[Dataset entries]
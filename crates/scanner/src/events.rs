use serde::Serialize;
use tokio::sync::broadcast;

use crate::state::ScanStatus;

pub const DEFAULT_EVENT_CAPACITY: usize = 64;

#[derive(Clone, Copy, Debug, PartialEq, Eq, Serialize)]
#[serde(rename_all = "snake_case")]
pub enum ScanEventKind {
    Scheduled,
    Started,
    Progress,
    Completed,
}

/// A lifecycle transition together with the status right after it.
#[derive(Clone, Debug, Serialize)]
pub struct ScanEvent {
    pub kind: ScanEventKind,
    pub status: ScanStatus,
}

/// Fan-out of scan events. Subscribers that fall behind lose the oldest events.
#[derive(Clone)]
pub struct EventNotifier {
    sender: broadcast::Sender<ScanEvent>,
}

impl EventNotifier {
    pub fn new(capacity: usize) -> Self {
        let (sender, _) = broadcast::channel(capacity.max(1));
        Self { sender }
    }

    pub fn subscribe(&self) -> broadcast::Receiver<ScanEvent> {
        self.sender.subscribe()
    }

    pub fn emit(&self, kind: ScanEventKind, status: ScanStatus) {
        // No subscribers is fine.
        let _ = self.sender.send(ScanEvent { kind, status });
    }
}

impl Default for EventNotifier {
    fn default() -> Self {
        Self::new(DEFAULT_EVENT_CAPACITY)
    }
}

#[cfg(test)]
mod tests {
    use super::{EventNotifier, ScanEventKind};
    use crate::state::{ScanState, ScanStatus};
    use tokio::sync::broadcast::error::TryRecvError;

    #[test]
    fn lagging_subscriber_keeps_latest_events() {
        let notifier = EventNotifier::new(2);
        let mut rx = notifier.subscribe();
        for _ in 0..5 {
            notifier.emit(ScanEventKind::Progress, ScanStatus::default());
        }
        notifier.emit(ScanEventKind::Completed, ScanStatus::default());

        assert!(matches!(rx.try_recv(), Err(TryRecvError::Lagged(_))));
        assert_eq!(rx.try_recv().unwrap().kind, ScanEventKind::Progress);
        let last = rx.try_recv().unwrap();
        assert_eq!(last.kind, ScanEventKind::Completed);
        assert_eq!(last.status.state, ScanState::NotScheduled);
    }

    #[test]
    fn emitting_without_subscribers_is_silent() {
        let notifier = EventNotifier::default();
        notifier.emit(ScanEventKind::Started, ScanStatus::default());
    }
}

#### Requirement
Reproduce every record word for word.

#### Response to this exercise
filename crates/scanner/src/events.rs
use serde::Serialize;
use tokio::sync::broadcast;

use crate::state::ScanStatus;

pub const DEFAULT_EVENT_CAPACITY: usize = 64;

#[derive(Clone, Copy, Debug, PartialEq, Eq, Serialize)]
#[serde(rename_all = "snake_case")]
pub enum ScanEventKind {
    Scheduled,
    Started,
    Progress,
    Completed,
}

/// A lifecycle transition together with the status right after it.
#[derive(Clone, Debug, Serialize)]
pub struct ScanEvent {
    pub kind: ScanEventKind,
    pub status: ScanStatus,
}

/// Fan-out of scan events. Subscribers that fall behind lose the oldest events.
#[derive(Clone)]
pub struct EventNotifier {
    sender: broadcast::Sender<ScanEvent>,
}

impl EventNotifier {
    pub fn new(capacity: usize) -> Self {
        let (sender, _) = broadcast::channel(capacity.max(1));
        Self { sender }
    }

    pub fn subscribe(&self) -> broadcast::Receiver<ScanEvent> {
        self.sender.subscribe()
    }

    pub fn emit(&self, kind: ScanEventKind, status: ScanStatus) {
        // No subscribers is fine.
        let _ = self.sender.send(ScanEvent { kind, status });
    }
}

impl Default for EventNotifier {
    fn default() -> Self {
        Self::new(DEFAULT_EVENT_CAPACITY)
    }
}

#[cfg(test)]
mod tests {
    use super::{EventNotifier, ScanEventKind};
    use crate::state::{ScanState, ScanStatus};
    use tokio::sync::broadcast::error::TryRecvError;

    #[test]
    fn lagging_subscriber_keeps_latest_events() {
        let notifier = EventNotifier::new(2);
        let mut rx = notifier.subscribe();
        for _ in 0..5 {
            notifier.emit(ScanEventKind::Progress, ScanStatus::default());
        }
        notifier.emit(ScanEventKind::Completed, ScanStatus::default());

        assert!(matches!(rx.try_recv(), Err(TryRecvError::Lagged(_))));
        assert_eq!(rx.try_recv().unwrap().kind, ScanEventKind::Progress);
        let last = rx.try_recv().unwrap();
        assert_eq!(last.kind, ScanEventKind::Completed);
        assert_eq!(last.status.state, ScanState::NotScheduled);
    }

    #[test]
    fn emitting_without_subscribers_is_silent() {
        let notifier = EventNotifier::default();
        notifier.emit(ScanEventKind::Started, ScanStatus::default());
    }
}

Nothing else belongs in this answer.